**ABOUT THIS TASK**
An exact, complete copy of the entries is what is needed.

**PROVIDED MATERIAL**
------------

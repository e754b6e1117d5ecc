//! Authentication context built on the cached session query.
//!
//! SYSTEM CONTEXT
//! ==============
//! `App` calls [`provide_auth`] once. Route guards, the layout and the profile
//! page read it back with [`use_auth`].
//!
//! ERROR HANDLING
//! ==============
//! The session check is never retried. `logout` reports failure to its caller
//! and leaves the session untouched in that case.

#[cfg(test)]
#[path = "session_test.rs"]
mod session_test;

use leptos::prelude::*;

use super::query::{NO_STALE_TIME, use_cache, use_query};
use crate::net::api;
use crate::net::client::ApiError;
use crate::net::types::User;
use crate::state::auth::AuthState;
use crate::state::query_cache::QueryCache;
use crate::state::query_key::QueryKey;
use crate::util::browser::now_ms;

/// Handle to the session shared through context.
#[derive(Clone, Copy)]
pub struct AuthContext {
    cache: RwSignal<QueryCache>,
    state: Memo<AuthState>,
}

/// Start the session check and provide the [`AuthContext`].
pub fn provide_auth() -> AuthContext {
    let cache = use_cache();
    let session = use_query(
        || Some(()),
        |_| QueryKey::session(),
        NO_STALE_TIME,
        |()| api::fetch_session(),
    );
    let state = Memo::new(move |_| AuthState::from_query(session.get()));
    let ctx = AuthContext { cache, state };
    provide_context(ctx);
    ctx
}

pub fn use_auth() -> AuthContext {
    expect_context::<AuthContext>()
}

impl AuthContext {
    pub fn state(self) -> Memo<AuthState> {
        self.state
    }

    /// Current user without subscribing to changes.
    pub fn user(self) -> Option<User> {
        self.state.with_untracked(|s| s.user.clone())
    }

    /// Re-run the session check. Status reads `Loading` until it lands.
    pub async fn refresh(self) {
        self.cache.update(begin_refresh);
        let result = api::fetch_session().await.map_err(|e| {
            leptos::logging::warn!("session refresh failed: {e}");
            e.to_string()
        });
        self.cache.update(|c| finish_refresh(c, result, now_ms()));
    }

    /// End the server session.
    ///
    /// # Errors
    ///
    /// Returns [`ApiError`] if the server did not end the session.
    pub async fn logout(self) -> Result<(), ApiError> {
        api::logout().await?;
        self.cache.update(|c| mark_signed_out(c, now_ms()));
        Ok(())
    }
}

/// Cache effect of a successful logout: the session reads "no user" at once
/// and is re-checked in the background.
pub fn mark_signed_out(cache: &mut QueryCache, now_ms: f64) {
    let key = QueryKey::session();
    cache.store(&key, &Option::<User>::None, now_ms);
    cache.invalidate(&key);
}

/// Drop the cached session and mark the re-check in flight.
pub fn begin_refresh(cache: &mut QueryCache) {
    let key = QueryKey::session();
    cache.reset(&key);
    cache.begin_fetch(&key, NO_STALE_TIME);
}

/// Land a session re-check, clearing the in-flight flag either way.
pub fn finish_refresh(cache: &mut QueryCache, result: Result<Option<User>, String>, now_ms: f64) {
    let key = QueryKey::session();
    match result {
        Ok(user) => cache.resolve(&key, &user, now_ms),
        Err(message) => cache.resolve_err(&key, message),
    }
}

------------

**EXERCISE OUTPUT**
repository e754b6e1117d5ecc
//! Authentication context built on the cached session query.
//!
//! SYSTEM CONTEXT
//! ==============
//! `App` calls [`provide_auth`] once. Route guards, the layout and the profile
//! page read it back with [`use_auth`].
//!
//! ERROR HANDLING
//! ==============
//! The session check is never retried. `logout` reports failure to its caller
//! and leaves the session untouched in that case.

#[cfg(test)]
#[path = "session_test.rs"]
mod session_test;

use leptos::prelude::*;

use super::query::{NO_STALE_TIME, use_cache, use_query};
use crate::net::api;
use crate::net::client::ApiError;
use crate::net::types::User;
use crate::state::auth::AuthState;
use crate::state::query_cache::QueryCache;
use crate::state::query_key::QueryKey;
use crate::util::browser::now_ms;

/// Handle to the session shared through context.
#[derive(Clone, Copy)]
pub struct AuthContext {
    cache: RwSignal<QueryCache>,
    state: Memo<AuthState>,
}

/// Start the session check and provide the [`AuthContext`].
pub fn provide_auth() -> AuthContext {
    let cache = use_cache();
    let session = use_query(
        || Some(()),
        |_| QueryKey::session(),
        NO_STALE_TIME,
        |()| api::fetch_session(),
    );
    let state = Memo::new(move |_| AuthState::from_query(session.get()));
    let ctx = AuthContext { cache, state };
    provide_context(ctx);
    ctx
}

pub fn use_auth() -> AuthContext {
    expect_context::<AuthContext>()
}

impl AuthContext {
    pub fn state(self) -> Memo<AuthState> {
        self.state
    }

    /// Current user without subscribing to changes.
    pub fn user(self) -> Option<User> {
        self.state.with_untracked(|s| s.user.clone())
    }

    /// Re-run the session check. Status reads `Loading` until it lands.
    pub async fn refresh(self) {
        self.cache.update(begin_refresh);
        let result = api::fetch_session().await.map_err(|e| {
            leptos::logging::warn!("session refresh failed: {e}");
            e.to_string()
        });
        self.cache.update(|c| finish_refresh(c, result, now_ms()));
    }

    /// End the server session.
    ///
    /// # Errors
    ///
    /// Returns [`ApiError`] if the server did not end the session.
    pub async fn logout(self) -> Result<(), ApiError> {
        api::logout().await?;
        self.cache.update(|c| mark_signed_out(c, now_ms()));
        Ok(())
    }
}

/// Cache effect of a successful logout: the session reads "no user" at once
/// and is re-checked in the background.
pub fn mark_signed_out(cache: &mut QueryCache, now_ms: f64) {
    let key = QueryKey::session();
    cache.store(&key, &Option::<User>::None, now_ms);
    cache.invalidate(&key);
}

/// Drop the cached session and mark the re-check in flight.
pub fn begin_refresh(cache: &mut QueryCache) {
    let key = QueryKey::session();
    cache.reset(&key);
    cache.begin_fetch(&key, NO_STALE_TIME);
}

/// Land a session re-check, clearing the in-flight flag either way.
pub fn finish_refresh(cache: &mut QueryCache, result: Result<Option<User>, String>, now_ms: f64) {
    let key = QueryKey::session();
    match result {
        Ok(user) => cache.resolve(&key, &user, now_ms),
        Err(message) => cache.resolve_err(&key, message),
    }
}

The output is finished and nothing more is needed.